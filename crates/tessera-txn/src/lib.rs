//! # tessera-txn
//!
//! Transaction coordination across pluggable storage engines.
//!
//! This crate provides:
//!
//! - **Engine capabilities**: the [`TransactionalStorageEngine`] and
//!   [`XaResourceManager`] traits a storage engine implements, and the
//!   process-wide [`EngineRegistry`].
//!
//! - **Session state**: per-engine [`ResourceContext`]s for the statement
//!   and the normal transaction, savepoints and the XA branch state.
//!
//! - **Coordination**: one-phase commit for single-writer transactions,
//!   two-phase commit when several engines modified data, and rollback on
//!   any prepare veto.
//!
//! - **XA and recovery**: externally coordinated branches and the crash
//!   recovery sweep over prepared transactions.
//!
//! # Architecture
//!
//! ```text
//! ┌───────────────────────────────────────────────────────────────┐
//! │                    TransactionServices                        │
//! │                            │                                  │
//! │      ┌─────────────────────┼──────────────────────┐           │
//! │      │                     │                      │           │
//! │      ▼                     ▼                      ▼           │
//! │ ┌───────────────┐   ┌──────────────┐    ┌────────────────┐   │
//! │ │EngineRegistry │   │   Session    │    │    XidCache    │   │
//! │ │ (slot order)  │   │ stmt │ normal│    │(tessera-cache) │   │
//! │ └───────────────┘   └──────────────┘    └────────────────┘   │
//! │         │                  │                                  │
//! │         ▼                  ▼                                  │
//! │ ┌──────────────────────────────────────┐                      │
//! │ │ Transactional engine / XA manager    │                      │
//! │ └──────────────────────────────────────┘                      │
//! └───────────────────────────────────────────────────────────────┘
//! ```
//!
//! # Example Usage
//!
//! ```ignore
//! use std::sync::Arc;
//! use tessera_common::{config::KernelConfig, SessionId};
//! use tessera_txn::{Completion, EngineCapabilities, TransactionServices};
//!
//! let services = TransactionServices::new(KernelConfig::default());
//! let heap = services
//!     .engines()
//!     .add("heap", EngineCapabilities::xa(Arc::new(MyEngine::default())))?;
//!
//! let mut session = services.create_session(SessionId::new(1));
//! session.set_autocommit(false);
//!
//! services.start_statement(&mut session, &[heap.clone()], true)?;
//! services.mark_modified(&mut session, &heap)?;
//! services.autocommit_or_rollback(&mut session, true)?;
//!
//! services.end_transaction(&mut session, Completion::Commit)?;
//! ```

#![warn(missing_docs)]
#![warn(clippy::all)]

/// Per-engine participation state.
///
/// This module provides:
/// - [`context::ResourceContext`]: registration and modification tracking
/// - [`context::ContextState`]: the context state machine
pub mod context;

/// Session-facing coordination.
///
/// This module provides:
/// - [`coordinator::TransactionServices`]: commit, rollback, savepoints, XA
/// - [`coordinator::RecoveryReport`]: outcome of the recovery sweep
pub mod coordinator;

/// Storage engine capabilities.
///
/// This module provides:
/// - [`engine::TransactionalStorageEngine`]: transaction lifecycle
/// - [`engine::XaResourceManager`]: two-phase commit and recovery
/// - [`engine::EngineRegistry`]: registered engines
pub mod engine;

pub mod error;

/// Session transaction state.
///
/// This module provides:
/// - [`session::Session`]: statement and normal transactions of a connection
/// - [`session::KillSwitch`]: cross-thread interruption
pub mod session;

pub mod stats;
pub mod status;

#[cfg(test)]
mod testing;

// Re-export commonly used types

pub use context::{ContextState, ResourceContext};
pub use coordinator::{Completion, RecoveryReport, TransactionServices};
pub use engine::{
    EngineCapabilities, EngineHandle, EngineRegistry, StartOptions, TransactionalStorageEngine,
    XaResourceManager,
};
pub use error::{TransactionError, TxnResult};
pub use session::{KillSwitch, Savepoint, Session, TransactionList};
pub use stats::TransactionStats;
pub use status::EngineStatus;
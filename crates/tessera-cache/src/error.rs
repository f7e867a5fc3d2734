//! Registry errors.

use std::fmt;

use thiserror::Error;

use tessera_common::{ErrorCode, TesseraError};

/// Outcome of a failed [`crate::Registry::find`].
#[derive(Debug, Clone, Copy, PartialEq, Eq, Hash)]
pub enum LookupError {
    /// The key is not registered.
    DoesNotExist,
    /// The key is reserved by a placeholder; someone is building the value.
    NoLock,
}

impl LookupError {
    /// Returns the error code for this outcome.
    #[must_use]
    pub const fn code(self) -> ErrorCode {
        match self {
            Self::DoesNotExist => ErrorCode::DoesNotExist,
            Self::NoLock => ErrorCode::NoLock,
        }
    }
}

impl fmt::Display for LookupError {
    fn fmt(&self, f: &mut fmt::Formatter<'_>) -> fmt::Result {
        match self {
            Self::DoesNotExist => f.write_str("does not exist"),
            Self::NoLock => f.write_str("registration in progress"),
        }
    }
}

impl std::error::Error for LookupError {}

/// Errors returned by the catalog and XID caches.
#[derive(Debug, Clone, PartialEq, Eq, Error)]
pub enum CacheError {
    /// The key is not registered.
    #[error("{kind} '{key}' does not exist")]
    DoesNotExist {
        /// Kind of entry ("catalog", "xid").
        kind: &'static str,
        /// The key.
        key: String,
    },

    /// Another session is registering the key.
    #[error("{kind} '{key}' is being registered by another session")]
    NoLock {
        /// Kind of entry.
        kind: &'static str,
        /// The key.
        key: String,
    },

    /// The key already holds a value.
    #[error("{kind} '{key}' already exists")]
    AlreadyExists {
        /// Kind of entry.
        kind: &'static str,
        /// The key.
        key: String,
    },

    /// Building the value failed; the reservation was dropped.
    #[error("failed to create {kind} '{key}': {message}")]
    CreateFailed {
        /// Kind of entry.
        kind: &'static str,
        /// The key.
        key: String,
        /// Reason reported by the builder.
        message: String,
    },
}

impl CacheError {
    /// Maps a lookup failure to an error for `key`.
    pub fn from_lookup(err: LookupError, kind: &'static str, key: impl fmt::Display) -> Self {
        let key = key.to_string();
        match err {
            LookupError::DoesNotExist => Self::DoesNotExist { kind, key },
            LookupError::NoLock => Self::NoLock { kind, key },
        }
    }

    /// Returns the error code for this error.
    #[must_use]
    pub const fn code(&self) -> ErrorCode {
        match self {
            Self::DoesNotExist { .. } => ErrorCode::DoesNotExist,
            Self::NoLock { .. } => ErrorCode::NoLock,
            Self::AlreadyExists { .. } => ErrorCode::AlreadyExists,
            Self::CreateFailed { .. } => ErrorCode::Internal,
        }
    }

    /// Returns true if retrying later may succeed.
    #[must_use]
    pub const fn is_retryable(&self) -> bool {
        matches!(self, Self::NoLock { .. })
    }
}

impl From<CacheError> for TesseraError {
    fn from(err: CacheError) -> Self {
        TesseraError::component(err.code(), err.to_string())
    }
}

/// Result type for cache operations.
pub type CacheResult<T> = Result<T, CacheError>;
//! Commit path benchmarks for tessera.
//!
//! Benchmarks for:
//! - Autocommit statements against one engine
//! - Explicit transactions committed in one and two phases
//! - Catalog cache lookups

use std::sync::Arc;

use criterion::{black_box, criterion_group, criterion_main, BenchmarkId, Criterion, Throughput};
use tessera_bench::utils::generate_catalog_names;
use tessera_cache::{Catalog, CatalogCache, CatalogId};
use tessera_common::config::KernelConfig;
use tessera_test::Harness;
use tessera_txn::{Completion, StartOptions};

fn harness(engines: usize) -> Harness {
    let config = KernelConfig::builder().max_engines(engines.max(1)).build();
    Harness::with_config(config)
}

/// Benchmark autocommit statements.
fn bench_autocommit(c: &mut Criterion) {
    let mut group = c.benchmark_group("commit/autocommit");

    let h = harness(1);
    let (_, heap) = h.add_xa("heap").unwrap();
    let touched = [Arc::clone(&heap)];
    let mut session = h.session(1);

    group.bench_function("single_engine", |b| {
        b.iter(|| {
            h.run_statement(&mut session, &touched, &[&heap], true)
                .unwrap();
            h.log.clear();
        });
    });

    group.finish();
}

/// Benchmark explicit transactions writing to a growing number of
/// engines. One engine commits in one phase; more run a prepare round.
fn bench_explicit(c: &mut Criterion) {
    let mut group = c.benchmark_group("commit/explicit");

    for engines in [1, 2, 4, 8] {
        let h = harness(engines);
        let handles: Vec<_> = (0..engines)
            .map(|i| h.add_xa(&format!("engine_{i}")).unwrap().1)
            .collect();
        let writes: Vec<_> = handles.iter().collect();
        let mut session = h.session(1);

        group.throughput(Throughput::Elements(engines as u64));
        group.bench_with_input(BenchmarkId::from_parameter(engines), &engines, |b, _| {
            b.iter(|| {
                h.services
                    .begin(&mut session, StartOptions::default())
                    .unwrap();
                h.run_statement(&mut session, &handles, &writes, true)
                    .unwrap();
                h.services
                    .end_transaction(&mut session, Completion::Commit)
                    .unwrap();
                h.log.clear();
            });
        });
    }

    group.finish();
}

/// Benchmark catalog lookups.
fn bench_catalog_lookup(c: &mut Criterion) {
    let mut group = c.benchmark_group("cache/catalog_find");

    for size in [16, 256, 4096] {
        let cache = CatalogCache::new(size);
        let ids: Vec<CatalogId> = generate_catalog_names(size)
            .iter()
            .map(|name| CatalogId::new(name))
            .collect();
        for id in &ids {
            cache.insert(Catalog::new(id.clone())).unwrap();
        }

        group.throughput(Throughput::Elements(ids.len() as u64));
        group.bench_with_input(BenchmarkId::from_parameter(size), &size, |b, _| {
            b.iter(|| {
                for id in &ids {
                    black_box(cache.find(id).unwrap());
                }
            });
        });
    }

    group.finish();
}

criterion_group!(benches, bench_autocommit, bench_explicit, bench_catalog_lookup);
criterion_main!(benches);
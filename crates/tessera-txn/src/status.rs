//! Status codes returned by storage engine calls.

use std::fmt;

use tessera_common::ErrorCode;

/// Result of a storage engine call.
///
/// Variants are ordered by severity so that the outcome of a call fanned
/// out to several engines is the maximum of the individual statuses.
///
/// ```text
/// Ok < LockWaitTimeout < Deadlock < ReadOnly < OutOfResources < Io < Fatal
/// ```
#[derive(Debug, Clone, Copy, PartialEq, Eq, PartialOrd, Ord, Hash, Default)]
pub enum EngineStatus {
    /// The call succeeded.
    #[default]
    Ok,
    /// A lock wait inside the engine timed out.
    LockWaitTimeout,
    /// The engine chose this session as a deadlock victim.
    Deadlock,
    /// The engine refuses writes.
    ReadOnly,
    /// The engine ran out of memory, file handles or similar.
    OutOfResources,
    /// An I/O operation failed.
    Io,
    /// Unrecoverable engine failure.
    Fatal,
}

impl EngineStatus {
    /// Returns true for [`EngineStatus::Ok`].
    #[inline]
    pub fn is_ok(self) -> bool {
        self == EngineStatus::Ok
    }

    /// Returns the error code reported for a failed call, or `None` for
    /// success.
    pub fn code(self) -> Option<ErrorCode> {
        match self {
            EngineStatus::Ok => None,
            EngineStatus::LockWaitTimeout => Some(ErrorCode::LockWaitTimeout),
            EngineStatus::Deadlock => Some(ErrorCode::Deadlock),
            EngineStatus::ReadOnly => Some(ErrorCode::ReadOnly),
            EngineStatus::OutOfResources => Some(ErrorCode::OutOfResources),
            EngineStatus::Io => Some(ErrorCode::Io),
            EngineStatus::Fatal => Some(ErrorCode::EngineFatal),
        }
    }

    /// Returns the most severe of the given statuses, `Ok` if empty.
    pub fn worst(statuses: impl IntoIterator<Item = EngineStatus>) -> EngineStatus {
        statuses.into_iter().max().unwrap_or_default()
    }
}

impl fmt::Display for EngineStatus {
    fn fmt(&self, f: &mut fmt::Formatter<'_>) -> fmt::Result {
        match self {
            EngineStatus::Ok => write!(f, "ok"),
            EngineStatus::LockWaitTimeout => write!(f, "lock wait timeout"),
            EngineStatus::Deadlock => write!(f, "deadlock"),
            EngineStatus::ReadOnly => write!(f, "read only"),
            EngineStatus::OutOfResources => write!(f, "out of resources"),
            EngineStatus::Io => write!(f, "i/o error"),
            EngineStatus::Fatal => write!(f, "fatal"),
        }
    }
}

#[cfg(test)]
mod tests {
    use super::*;

    #[test]
    fn test_worst_status_wins() {
        assert_eq!(EngineStatus::worst([]), EngineStatus::Ok);
        assert_eq!(
            EngineStatus::worst([
                EngineStatus::Ok,
                EngineStatus::Io,
                EngineStatus::Deadlock
            ]),
            EngineStatus::Io
        );
        assert!(EngineStatus::Fatal > EngineStatus::Io);
        assert!(EngineStatus::LockWaitTimeout > EngineStatus::Ok);
    }

    #[test]
    fn test_codes() {
        assert!(EngineStatus::Ok.is_ok());
        assert_eq!(EngineStatus::Ok.code(), None);
        assert_eq!(EngineStatus::Fatal.code(), Some(ErrorCode::EngineFatal));
        assert_eq!(EngineStatus::Deadlock.to_string(), "deadlock");
    }
}
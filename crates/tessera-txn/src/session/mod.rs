//! Session transaction state.
//!
//! Every session carries two transactions at once:
//!
//! - the *statement* transaction, covering the statement in progress
//! - the *normal* transaction, covering everything since `BEGIN` (empty in
//!   autocommit mode, where each statement is its own transaction)
//!
//! Each has its own participant list and its own [`ResourceContext`] per
//! engine slot. A session is owned by one thread; only its [`KillSwitch`]
//! is shared.

mod kill;
mod list;

pub use kill::KillSwitch;
pub use list::{Savepoint, TransactionList};

use std::cell::Cell;
use std::fmt;
use std::sync::Arc;

use tessera_common::{EngineSlot, QueryId, SessionId, XaState, Xid, XidState};
use tessera_field::Diagnostics;

use crate::context::ResourceContext;
use crate::engine::{EngineHandle, StartOptions};
use crate::error::{TransactionError, TxnResult};

const STATEMENT: usize = 0;
const NORMAL: usize = 1;

#[inline]
fn list_index(normal: bool) -> usize {
    if normal {
        NORMAL
    } else {
        STATEMENT
    }
}

/// Connection-level transaction state.
pub struct Session {
    id: SessionId,
    query_id: QueryId,
    autocommit: bool,
    explicit_transaction: bool,
    start_options: StartOptions,
    in_transaction: bool,
    kill: KillSwitch,
    diagnostics: Diagnostics,
    contexts: Vec<[ResourceContext; 2]>,
    lists: [TransactionList; 2],
    xid_state: XidState,
    savepoints: Vec<Savepoint>,
    rollback_requested: Cell<bool>,
}

impl Session {
    /// Creates a session with room for `max_engines` engine slots.
    pub fn new(id: SessionId, max_engines: usize, strict: bool) -> Self {
        Self {
            id,
            query_id: QueryId::INVALID,
            autocommit: true,
            explicit_transaction: false,
            start_options: StartOptions::default(),
            in_transaction: false,
            kill: KillSwitch::new(),
            diagnostics: Diagnostics::new(strict),
            contexts: vec![Default::default(); max_engines],
            lists: Default::default(),
            xid_state: XidState::default(),
            savepoints: Vec::new(),
            rollback_requested: Cell::new(false),
        }
    }

    /// Returns the session id.
    pub fn id(&self) -> SessionId {
        self.id
    }

    /// Returns the id of the statement in progress.
    pub fn query_id(&self) -> QueryId {
        self.query_id
    }

    pub(crate) fn set_query_id(&mut self, query_id: QueryId) {
        self.query_id = query_id;
    }

    /// Returns true in autocommit mode.
    pub fn autocommit(&self) -> bool {
        self.autocommit
    }

    /// Enables or disables autocommit.
    pub fn set_autocommit(&mut self, autocommit: bool) {
        self.autocommit = autocommit;
    }

    /// Returns true between `BEGIN` and the end of that transaction.
    pub fn is_explicit_transaction(&self) -> bool {
        self.explicit_transaction
    }

    /// Returns true if statements should also register in the normal
    /// transaction.
    pub fn uses_normal_transaction(&self) -> bool {
        !self.autocommit || self.explicit_transaction
    }

    pub(crate) fn begin_explicit(&mut self, options: StartOptions) {
        self.explicit_transaction = true;
        self.start_options = options;
    }

    /// Returns the options handed to engines started lazily inside the
    /// current transaction.
    pub fn start_options(&self) -> StartOptions {
        self.start_options
    }

    /// Returns the server status flag: true while a normal transaction
    /// holds registered engines.
    pub fn in_transaction(&self) -> bool {
        self.in_transaction
    }

    /// Returns a handle that can kill this session from another thread.
    pub fn kill_switch(&self) -> KillSwitch {
        self.kill.clone()
    }

    /// Returns true once the session was killed.
    pub fn is_killed(&self) -> bool {
        self.kill.is_killed()
    }

    /// Returns the diagnostics area.
    pub fn diagnostics(&self) -> &Diagnostics {
        &self.diagnostics
    }

    /// Returns the diagnostics area for writing.
    pub fn diagnostics_mut(&mut self) -> &mut Diagnostics {
        &mut self.diagnostics
    }

    /// Returns the XID of the current transaction (null outside one).
    pub fn xid(&self) -> &Xid {
        &self.xid_state.xid
    }

    /// Returns the XA state of the session.
    pub fn xid_state(&self) -> &XidState {
        &self.xid_state
    }

    /// Returns the XA state.
    pub fn xa_state(&self) -> XaState {
        self.xid_state.xa_state
    }

    pub(crate) fn xid_state_mut(&mut self) -> &mut XidState {
        &mut self.xid_state
    }

    /// Asks the coordinator to roll back the normal transaction when the
    /// current statement ends. Engines call this after choosing the session
    /// as a deadlock victim.
    pub fn request_rollback(&self) {
        self.rollback_requested.set(true);
    }

    /// Returns true if a rollback was requested.
    pub fn is_rollback_requested(&self) -> bool {
        self.rollback_requested.get()
    }

    /// Returns the statement (`normal == false`) or normal transaction.
    pub fn transaction(&self, normal: bool) -> &TransactionList {
        &self.lists[list_index(normal)]
    }

    pub(crate) fn transaction_mut(&mut self, normal: bool) -> &mut TransactionList {
        &mut self.lists[list_index(normal)]
    }

    /// Returns the context of `slot` in the statement or normal
    /// transaction.
    pub fn context(&self, slot: EngineSlot, normal: bool) -> Option<&ResourceContext> {
        self.contexts.get(slot.index()).map(|c| &c[list_index(normal)])
    }

    pub(crate) fn context_mut(
        &mut self,
        slot: EngineSlot,
        normal: bool,
    ) -> TxnResult<&mut ResourceContext> {
        self.contexts
            .get_mut(slot.index())
            .map(|c| &mut c[list_index(normal)])
            .ok_or_else(|| {
                TransactionError::Internal(format!("engine slot {slot} has no resource context"))
            })
    }

    /// Returns true if `engine` is registered in the statement or normal
    /// transaction.
    pub fn is_registered(&self, engine: &EngineHandle, normal: bool) -> bool {
        self.context(engine.slot(), normal)
            .is_some_and(ResourceContext::is_started)
    }

    /// Returns the savepoints, oldest first.
    pub fn savepoints(&self) -> &[Savepoint] {
        &self.savepoints
    }

    pub(crate) fn savepoints_mut(&mut self) -> &mut Vec<Savepoint> {
        &mut self.savepoints
    }

    /// Registers `engine` in a transaction. Returns false if it already was.
    pub(crate) fn register(&mut self, engine: &Arc<EngineHandle>, normal: bool) -> TxnResult<bool> {
        let ctx = self.context_mut(engine.slot(), normal)?;
        if ctx.is_started() {
            return Ok(false);
        }
        ctx.register(Arc::clone(engine));
        self.transaction_mut(normal).push(Arc::clone(engine));
        if normal {
            self.in_transaction = true;
        }
        Ok(true)
    }

    /// Clears the per-transaction state after the normal transaction ends.
    pub(crate) fn end_normal_transaction(&mut self) {
        self.in_transaction = false;
        self.explicit_transaction = false;
        self.start_options = StartOptions::default();
        self.savepoints.clear();
        self.rollback_requested.set(false);
    }
}

impl fmt::Debug for Session {
    fn fmt(&self, f: &mut fmt::Formatter<'_>) -> fmt::Result {
        f.debug_struct("Session")
            .field("id", &self.id)
            .field("query_id", &self.query_id)
            .field("autocommit", &self.autocommit)
            .field("in_transaction", &self.in_transaction)
            .field("statement", &self.lists[STATEMENT].len())
            .field("normal", &self.lists[NORMAL].len())
            .field("xa_state", &self.xid_state.xa_state)
            .finish()
    }
}
//! # tessera-common
//!
//! Common types, errors, and configuration for tessera.
//!
//! This crate provides the foundational types shared by the field codec,
//! the resource registries and the transaction coordinator:
//!
//! - **Types**: Core identifiers (`SessionId`, `QueryId`, `EngineSlot`,
//!   `ServerId`) and the XA transaction identifier (`Xid`)
//! - **Errors**: Stable error codes and the `TesseraError` umbrella type
//! - **Config**: Kernel configuration loaded from TOML
//! - **Constants**: XID layout and codec limits
//!
//! ## Example
//!
//! ```rust
//! use tessera_common::types::{QueryId, ServerId, Xid};
//!
//! let xid = Xid::from_local(ServerId::new(7), QueryId::new(42));
//! assert_eq!(xid.local_trx_id(), Some(QueryId::new(42)));
//! ```

#![warn(missing_docs)]
#![warn(clippy::all)]
#![warn(clippy::pedantic)]
#![allow(clippy::module_name_repetitions)]

pub mod config;
pub mod constants;
pub mod error;
pub mod types;

// Re-export commonly used items at the crate root
pub use constants::*;
pub use error::{ErrorCode, TesseraError, TesseraResult};
pub use types::{EngineSlot, QueryId, ServerId, SessionId, XaState, Xid, XidState};
//! Process-wide registries for tessera.
//!
//! Catalog and XID registration is rare compared to row work, so every map
//! here is guarded by a single coarse mutex. Expensive values are built
//! outside that mutex with a placeholder protocol:
//!
//! 1. [`Registry::lock`] reserves the key with an empty placeholder
//! 2. the caller builds the value without holding the mutex
//! 3. [`Registry::insert`] completes the entry, or [`Registry::unlock`]
//!    drops the reservation if construction failed
//!
//! While a key is reserved, [`Registry::find`] reports
//! [`LookupError::NoLock`].
//!
//! # Example
//!
//! ```rust
//! use tessera_cache::{LookupError, Registry};
//!
//! let registry: Registry<String, u32> = Registry::new("example");
//! assert!(registry.lock("a".to_string()));
//! assert_eq!(registry.find(&"a".to_string()), Err(LookupError::NoLock));
//! assert!(registry.insert("a".to_string(), 7));
//! assert_eq!(registry.find(&"a".to_string()), Ok(7));
//! ```

#![warn(missing_docs)]
#![warn(clippy::all)]

pub mod catalog;
pub mod error;
pub mod registry;
pub mod stats;
pub mod xid_cache;

pub use catalog::{Catalog, CatalogCache, CatalogId};
pub use error::{CacheError, CacheResult, LookupError};
pub use registry::Registry;
pub use stats::CacheStats;
pub use xid_cache::XidCache;
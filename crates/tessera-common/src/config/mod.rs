//! Configuration for tessera.
//!
//! This module contains the kernel configuration consumed by the field
//! codec, the registries and the transaction coordinator.

mod kernel;

pub use kernel::{
    CacheConfig, CodecConfig, HeuristicRecover, KernelConfig, KernelConfigBuilder, XaConfig,
};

WORK TO BE COMPLETED:
Those lines above that contain the string "ResourceContext" should be returned.

OUTPUT FOR THIS TASK:
//! - **Session state**: per-engine [`ResourceContext`]s for the statement
/// - [`context::ResourceContext`]: registration and modification tracking
pub use context::{ContextState, ResourceContext};
//! Each has its own participant list and its own [`ResourceContext`] per
use crate::context::ResourceContext;
    contexts: Vec<[ResourceContext; 2]>,
    pub fn context(&self, slot: EngineSlot, normal: bool) -> Option<&ResourceContext> {
    ) -> TxnResult<&mut ResourceContext> {
            .is_some_and(ResourceContext::is_started)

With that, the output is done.